To prevent manual editing of sbd-config-files at least the ability to configure reference to the shared block devices would have to be added to pcs. Maybe on top it makes sense to add some shortcut for adding fence_sbd as a fencing resource. +++ This bug was initially created as a clone of Bug #1413951 +++ Description of problem: SBD provided with RHEL doesn't support usage of shared storage - just watchdog Version-Release number of selected component (if applicable): How reproducible: 100% Steps to Reproduce: 1. 2. 3. Actual results: Expected results: Additional info: --- Additional comment from Klaus Wenninger on 2017-01-17 07:36:19 EST --- Since we don't support sbd on remote-nodes we won't support shared block devices with sbd there either. As with sbd support in general on remote-nodes use of shared block devices there is not explicitly disabled and in fact seems to be working as expected if parameters '-n {remote_node_name}' is added to sbd-config.
Forgotten one point that might be handy: With sbd + shared storage you would use the sbd-cmdline-tool for 3 purposes: - initialization of the messaging layout on the block devices - manually checking for messages - reset messages after node being fenced This can all be done from one node that has access to the block device(s). So no support from pcsd is needed to enable the possibility of management just from a single node without the need to ssh anywhere else. But as the reference to the block-device(s) is needed in multiple places like initialization, creation of fencing-resource and config written to /etc/sysconfig/sbd (has to be done on all nodes) pcs might provide a shortcut here.
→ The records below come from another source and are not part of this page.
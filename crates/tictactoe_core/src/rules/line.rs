//! Line detection and the winning-line codec.

use crate::board::{Board, Cell, Mark, Point};
use crate::error::SessionError;
use serde::{Deserialize, Serialize};
use tracing::instrument;

/// Every line on the board, in the order they are checked.
///
/// Rows and columns interleave by index, then the main diagonal, then the
/// anti-diagonal. Outcome evaluation and winning-line reporting both walk
/// this table, so they always agree on which line is reported.
pub const LINES: [[Point; 3]; 8] = [
    [Point::new(0, 0), Point::new(0, 1), Point::new(0, 2)],
    [Point::new(0, 0), Point::new(1, 0), Point::new(2, 0)],
    [Point::new(1, 0), Point::new(1, 1), Point::new(1, 2)],
    [Point::new(0, 1), Point::new(1, 1), Point::new(2, 1)],
    [Point::new(2, 0), Point::new(2, 1), Point::new(2, 2)],
    [Point::new(0, 2), Point::new(1, 2), Point::new(2, 2)],
    [Point::new(0, 0), Point::new(1, 1), Point::new(2, 2)],
    [Point::new(2, 0), Point::new(1, 1), Point::new(0, 2)],
];

/// The three points of a completed line.
#[derive(Debug, Clone, Copy, PartialEq, Eq, Hash, Serialize, Deserialize)]
pub struct WinningLine([Point; 3]);

impl WinningLine {
    /// Wraps three points.
    pub fn new(points: [Point; 3]) -> Self {
        Self(points)
    }

    /// Points of the line, in table order.
    pub fn points(&self) -> &[Point; 3] {
        &self.0
    }

    /// True if `point` is part of the line.
    pub fn contains(&self, point: Point) -> bool {
        self.0.contains(&point)
    }

    /// Encodes the line as digits, one `row * 3 + col` per point.
    pub fn to_compact(&self) -> String {
        self.0
            .iter()
            .map(|p| char::from(b'0' + p.index() as u8))
            .collect()
    }

    /// Decodes a digit string produced by [`WinningLine::to_compact`].
    ///
    /// # Errors
    ///
    /// Returns an `InvalidInput` error unless the input is exactly three
    /// digits in `0..=8`.
    #[instrument]
    pub fn from_compact(data: &str) -> Result<Self, SessionError> {
        let points = data
            .chars()
            .map(|c| {
                c.to_digit(10)
                    .and_then(|d| Point::from_index(d as usize))
                    .ok_or_else(|| {
                        SessionError::invalid_input(format!("Invalid winning cell '{}'", c))
                    })
            })
            .collect::<Result<Vec<_>, _>>()?;

        let points: [Point; 3] = points.try_into().map_err(|v: Vec<Point>| {
            SessionError::invalid_input(format!(
                "Winning line needs 3 cells, got {}",
                v.len()
            ))
        })?;
        Ok(Self(points))
    }
}

/// Finds the first completed line and the mark that completed it.
pub(crate) fn completed_line(board: &Board) -> Option<(Mark, WinningLine)> {
    LINES.iter().find_map(|&[a, b, c]| match board.get(a) {
        Cell::Occupied(mark) if board.get(b) == board.get(a) && board.get(c) == board.get(a) => {
            Some((mark, WinningLine([a, b, c])))
        }
        _ => None,
    })
}

/// Returns the first completed line on the board, if any.
#[instrument(skip(board), fields(board = %board.to_compact()))]
pub fn winning_line(board: &Board) -> Option<WinningLine> {
    completed_line(board).map(|(_, line)| line)
}
//! Ordered map wrapper that prevents auto-vivification bugs.
//!
//! Every index in the session store is an `OrderedMap`. Besides exact lookup
//! it provides `first()` and `next(key)` so callers can walk an index in key
//! order starting anywhere, which the tunnel-key allocator relies on to find
//! gaps without scanning from the beginning.
//!
//! Like its hash-based ancestor it never creates entries implicitly:
//! - `get()` returns `Option<&V>`
//! - `insert_new()` refuses to overwrite
//! - `acquire()`/`release()` fail on a missing key instead of creating one

use std::collections::BTreeMap;
use std::ops::Bound;

use thiserror::Error;

use crate::refcount::{HasRefCount, RefCountError, Release};

/// Error type for OrderedMap operations.
#[derive(Debug, Clone, PartialEq, Eq, Error)]
pub enum OrderedMapError {
    #[error("Key already present")]
    KeyExists,

    #[error("Key not found")]
    KeyNotFound,
}

/// An ordered map with exact and successor lookup in O(log n).
#[derive(Debug, Clone)]
pub struct OrderedMap<K, V> {
    inner: BTreeMap<K, V>,
}

impl<K: Ord, V> OrderedMap<K, V> {
    /// Creates a new empty map.
    pub fn new() -> Self {
        Self {
            inner: BTreeMap::new(),
        }
    }

    /// Returns the number of entries in the map.
    pub fn len(&self) -> usize {
        self.inner.len()
    }

    /// Returns true if the map is empty.
    pub fn is_empty(&self) -> bool {
        self.inner.is_empty()
    }

    /// Returns true if the map contains the given key.
    pub fn contains_key(&self, key: &K) -> bool {
        self.inner.contains_key(key)
    }

    /// Returns a reference to the value for the given key.
    ///
    /// **This never creates entries.**
    pub fn get(&self, key: &K) -> Option<&V> {
        self.inner.get(key)
    }

    /// Returns a mutable reference to the value for the given key.
    ///
    /// **This never creates entries.**
    pub fn get_mut(&mut self, key: &K) -> Option<&mut V> {
        self.inner.get_mut(key)
    }

    /// Inserts a new entry, failing if the key is already present.
    ///
    /// On failure the map is unchanged and the value is handed back.
    pub fn insert_new(&mut self, key: K, value: V) -> Result<(), (OrderedMapError, V)> {
        if self.inner.contains_key(&key) {
            return Err((OrderedMapError::KeyExists, value));
        }
        self.inner.insert(key, value);
        Ok(())
    }

    /// Inserts or replaces an entry, returning the old value.
    pub fn insert(&mut self, key: K, value: V) -> Option<V> {
        self.inner.insert(key, value)
    }

    /// Removes a key from the map.
    pub fn remove(&mut self, key: &K) -> Option<V> {
        self.inner.remove(key)
    }

    /// Returns the smallest entry.
    pub fn first(&self) -> Option<(&K, &V)> {
        self.inner.iter().next()
    }

    /// Returns the first entry strictly after `key`, whether or not `key`
    /// itself is present.
    pub fn next(&self, key: &K) -> Option<(&K, &V)> {
        self.inner
            .range((Bound::Excluded(key), Bound::Unbounded))
            .next()
    }

    /// Iterates entries at or after `key` in key order.
    pub fn iter_from<'a>(&'a self, key: &K) -> impl Iterator<Item = (&'a K, &'a V)> + 'a
    where
        K: Clone,
    {
        self.inner
            .range((Bound::Included(key.clone()), Bound::Unbounded))
    }

    /// Clears all entries from the map.
    pub fn clear(&mut self) {
        self.inner.clear();
    }

    /// Returns an iterator over key-value pairs in key order.
    pub fn iter(&self) -> impl Iterator<Item = (&K, &V)> {
        self.inner.iter()
    }

    /// Returns an iterator over keys in order.
    pub fn keys(&self) -> impl Iterator<Item = &K> {
        self.inner.keys()
    }

    /// Returns an iterator over values in key order.
    pub fn values(&self) -> impl Iterator<Item = &V> {
        self.inner.values()
    }

    /// Returns a mutable iterator over values.
    pub fn values_mut(&mut self) -> impl Iterator<Item = &mut V> {
        self.inner.values_mut()
    }
}

impl<K: Ord, V: HasRefCount> OrderedMap<K, V> {
    /// Takes a reference on an existing entry. Returns true on the first one.
    pub fn acquire(&mut self, key: &K) -> Result<bool, RefCountError> {
        match self.inner.get_mut(key) {
            Some(entry) => entry.refs_mut().acquire(),
            None => Err(RefCountError::KeyNotFound),
        }
    }

    /// Drops a reference on an existing entry.
    ///
    /// The entry stays in the map; the caller decides what "last" means.
    pub fn release(&mut self, key: &K) -> Result<Release, RefCountError> {
        match self.inner.get_mut(key) {
            Some(entry) => entry.refs_mut().release(),
            None => Err(RefCountError::KeyNotFound),
        }
    }

    /// Returns the reference count for the given key.
    pub fn ref_count(&self, key: &K) -> Option<u32> {
        self.inner.get(key).map(|e| e.ref_count())
    }
}

impl<K: Ord, V> Default for OrderedMap<K, V> {
    fn default() -> Self {
        Self::new()
    }
}

impl<K: Ord, V> FromIterator<(K, V)> for OrderedMap<K, V> {
    fn from_iter<I: IntoIterator<Item = (K, V)>>(iter: I) -> Self {
        Self {
            inner: iter.into_iter().collect(),
        }
    }
}
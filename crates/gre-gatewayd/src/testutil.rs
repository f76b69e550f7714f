//! Recording peers and a ready-made topology for unit tests.
//!
//! Topology: VRF 1 (access, keys 100..=199) with gateway 203.0.113.1,
//! VRF 2 (core), processor dp1 with interface 1 in VRF 1 and interface 2
//! in VRF 2, and one user policy for 10.0.0.0/8 leaving through VRF 2.

use std::io;
use std::net::{Ipv4Addr, SocketAddrV4};
use std::sync::Arc;

use gre_types::{FiveTuple, IpProtocol, Ipv4Prefix};
use parking_lot::Mutex;

use crate::dpclient::ProcessorTransport;
use crate::management::{InterfaceSpec, ProcessorSpec, UserSpec, VrfSpec};
use crate::outbox::SignalingTransport;
use crate::proto::provision::{MessageKind, ProvisionMessage, SubBody, SubMessage, SubType};
use crate::proto::signaling::{ErrorCode, MessageType, Messages, SignalMessage};
use crate::routing::{RoutingContext, RoutingOp, RoutingReply, RoutingService};
use crate::session::{SessionOrch, SessionOrchConfig};
use crate::store::{DpId, GatewayKey, InterfaceKey, SessionId, VrfId};

pub const ACCESS: VrfId = VrfId(1);
pub const CORE: VrfId = VrfId(2);
pub const DP: DpId = DpId(1);
pub const GW: Ipv4Addr = Ipv4Addr::new(203, 0, 113, 1);
pub const GW_PORT: u16 = 2152;
pub const ACCESS_IF: InterfaceKey = InterfaceKey::new(DpId(1), 1);
pub const CORE_IF: InterfaceKey = InterfaceKey::new(DpId(1), 2);

/// Routing service that holds requests until the test answers them.
#[derive(Default)]
pub struct RecordingRouting {
    pub requests: Mutex<Vec<(RoutingContext, RoutingOp)>>,
}

impl RecordingRouting {
    fn push(&self, ctx: RoutingContext, op: RoutingOp) {
        self.requests.lock().push((ctx, op));
    }

    pub fn take(&self) -> Vec<(RoutingContext, RoutingOp)> {
        std::mem::take(&mut *self.requests.lock())
    }

    /// Answers every request, including the ones the answers trigger.
    pub fn ack_all(&self, orch: &SessionOrch) {
        loop {
            let pending = self.take();
            if pending.is_empty() {
                return;
            }
            for (ctx, op) in pending {
                orch.on_routing_reply(RoutingReply { ctx, op, ok: true });
            }
        }
    }
}

impl RoutingService for RecordingRouting {
    fn create_next_hop(&self, ctx: RoutingContext, _vrf: VrfId, _ip: Ipv4Addr) {
        self.push(ctx, RoutingOp::CreateNextHop);
    }

    fn delete_next_hop(&self, ctx: RoutingContext, _vrf: VrfId, _ip: Ipv4Addr) {
        self.push(ctx, RoutingOp::DeleteNextHop);
    }

    fn add_route(&self, ctx: RoutingContext, _vrf: VrfId, _prefix: Ipv4Prefix, _via: Ipv4Addr) {
        self.push(ctx, RoutingOp::AddRoute);
    }

    fn delete_route(&self, ctx: RoutingContext, _vrf: VrfId, _prefix: Ipv4Prefix) {
        self.push(ctx, RoutingOp::DeleteRoute);
    }
}

/// Processor transport keeping every message sent.
#[derive(Default)]
pub struct RecordingTransport {
    pub sent: Mutex<Vec<Vec<u8>>>,
}

impl RecordingTransport {
    /// Decoded sub-messages sent since the last call.
    pub fn take_subs(&self) -> Vec<SubMessage> {
        std::mem::take(&mut *self.sent.lock())
            .iter()
            .flat_map(|m| ProvisionMessage::decode(m).unwrap().subs)
            .collect()
    }
}

impl ProcessorTransport for RecordingTransport {
    fn send(&self, message: &[u8]) -> io::Result<()> {
        self.sent.lock().push(message.to_vec());
        Ok(())
    }
}

/// Signaling transport keeping every datagram sent.
#[derive(Default)]
pub struct RecordingSignaling {
    pub sent: Mutex<Vec<(VrfId, SocketAddrV4, Vec<u8>)>>,
}

impl RecordingSignaling {
    /// Decoded messages sent since the last call.
    pub fn take(&self) -> Vec<SignalMessage> {
        std::mem::take(&mut *self.sent.lock())
            .iter()
            .flat_map(|(_, _, d)| Messages::new(d).map(|m| m.unwrap()).collect::<Vec<_>>())
            .collect()
    }
}

impl SignalingTransport for RecordingSignaling {
    fn send_to(&self, vrf: VrfId, dest: SocketAddrV4, datagram: &[u8]) -> io::Result<()> {
        self.sent.lock().push((vrf, dest, datagram.to_vec()));
        Ok(())
    }
}

pub struct Harness {
    pub orch: SessionOrch,
    pub routing: Arc<RecordingRouting>,
    pub signaling: Arc<RecordingSignaling>,
    pub transport: Arc<RecordingTransport>,
}

pub fn vrf_spec(id: VrfId) -> VrfSpec {
    VrfSpec {
        id,
        name: format!("vrf{id}"),
        listen: None,
        key_start: 100,
        key_end: 199,
        max_sessions: None,
    }
}

pub fn interface_spec(key: InterfaceKey, vrf: VrfId, ip: Ipv4Addr) -> InterfaceSpec {
    InterfaceSpec {
        dp: key.dp,
        ifindex: key.ifindex,
        vrf,
        ip,
        admin_up: true,
        policy: None,
    }
}

pub fn tuple(n: u8) -> FiveTuple {
    FiveTuple::new(
        IpProtocol::TCP,
        Ipv4Addr::new(10, 0, 0, n),
        40000 + u16::from(n),
        Ipv4Addr::new(192, 0, 2, 80),
        80,
    )
}

impl Harness {
    pub fn new() -> Self {
        Self::with_config(SessionOrchConfig::default())
    }

    pub fn with_config(config: SessionOrchConfig) -> Self {
        let routing = Arc::new(RecordingRouting::default());
        let signaling = Arc::new(RecordingSignaling::default());
        let transport = Arc::new(RecordingTransport::default());
        let orch = SessionOrch::new(config, routing.clone(), signaling.clone());

        orch.add_vrf(&vrf_spec(ACCESS)).unwrap();
        orch.add_vrf(&vrf_spec(CORE)).unwrap();
        orch.add_processor(&ProcessorSpec {
            id: DP,
            name: "dp1".to_string(),
            address: None,
        })
        .unwrap();
        orch.processor_connected(DP, transport.clone()).unwrap();
        orch.processor_established(DP).unwrap();
        orch.add_interface(&interface_spec(ACCESS_IF, ACCESS, Ipv4Addr::new(192, 0, 2, 1)))
            .unwrap();
        orch.add_interface(&interface_spec(CORE_IF, CORE, Ipv4Addr::new(198, 51, 100, 1)))
            .unwrap();
        orch.add_user(&UserSpec {
            name: "default".to_string(),
            prefix: "10.0.0.0/8".parse().unwrap(),
            ingress_vrf: None,
            egress_vrf: CORE,
            ipip: None,
        })
        .unwrap();
        routing.ack_all(&orch);

        Self {
            orch,
            routing,
            signaling,
            transport,
        }
    }

    pub fn gw_addr() -> SocketAddrV4 {
        SocketAddrV4::new(GW, GW_PORT)
    }

    pub fn send(&self, msgs: &[SignalMessage]) {
        let mut data = Vec::new();
        for msg in msgs {
            msg.encode(&mut data);
        }
        self.orch.handle_datagram(ACCESS, Self::gw_addr(), &data);
    }

    pub fn init_msg(n: u8) -> SignalMessage {
        let mut msg = SignalMessage::new(MessageType::SessionInitReq, u32::from(n));
        msg.tuple = tuple(n);
        msg.gw_key = 5000 + u32::from(n);
        msg
    }

    pub fn end_msg(n: u8, msg_id: u32) -> SignalMessage {
        let mut msg = SignalMessage::new(MessageType::SessionEndReq, msg_id);
        msg.tuple = tuple(n);
        msg
    }

    /// Session registered for flow `n` at the test gateway.
    pub fn session_id(&self, n: u8) -> Option<SessionId> {
        self.orch
            .store()
            .gateway_session(&GatewayKey::new(ACCESS, GW), &tuple(n))
    }

    /// Answers every pending session sub-message with `error`.
    pub fn reply_sessions(&self, error: u8) -> Vec<SubMessage> {
        let subs = self.transport.take_subs();
        let replies: Vec<SubMessage> = subs
            .iter()
            .filter(|s| s.sub_type.is_session())
            .map(|s| SubMessage { error, ..*s })
            .collect();
        if !replies.is_empty() {
            let bytes = ProvisionMessage::new(MessageKind::Reply, replies).to_bytes();
            self.orch.on_processor_message(DP, &bytes);
        }
        subs
    }

    /// Admits flow `n` and brings the session up.
    pub fn establish(&self, n: u8) -> SessionId {
        self.send(&[Self::init_msg(n)]);
        self.reply_sessions(0);
        self.routing.ack_all(&self.orch);
        let id = self.session_id(n).unwrap();
        let transmit = self.signaling.take();
        assert!(transmit
            .iter()
            .any(|m| m.msg_type == MessageType::Transmit && m.tuple == tuple(n)));
        id
    }
}

/// Session sub-messages of `sub_type` among `subs`.
pub fn sessions_of(subs: &[SubMessage], sub_type: SubType) -> Vec<u32> {
    subs.iter()
        .filter(|s| s.sub_type == sub_type)
        .filter_map(|s| match s.body {
            SubBody::Session(b) => Some(b.context),
            SubBody::Tunnel(_) => None,
        })
        .collect()
}

/// Messages of `msg_type` and their error codes.
pub fn codes_of(msgs: &[SignalMessage], msg_type: MessageType) -> Vec<ErrorCode> {
    msgs.iter()
        .filter(|m| m.msg_type == msg_type)
        .map(|m| m.error)
        .collect()
}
Regarding manual reset of the sbd-message-slots it is definitely a feature that a manual reset is required. There is a cmdline-parameter (-S) to the sbd-daemon & SBD_STARTMODE in /etc/sysconfig/sbd. Not giving -S in the cmdline and not defining SBD_STARTMODE both default to starting regardless of which was the last message conveyed via the sbd-message-slot. The sbd-startup then cleans the slot automatically. On the other hand the default /etc/sysconfig/sbd defines SBD_STARTMODE=clean which would require manual cleaning. I don't know which usecase was behind doing the latter. So I guess it would just be easiest to alter the default /etc/sysconfig/sbd to get a behaviour more similar to other fencing-devices. As this is obviously a feature it might make sense though to support setting of SBD_STARTMODE via pcs, especially as this is something you would probably have to do on all cluster nodes - regardless which default we might go for.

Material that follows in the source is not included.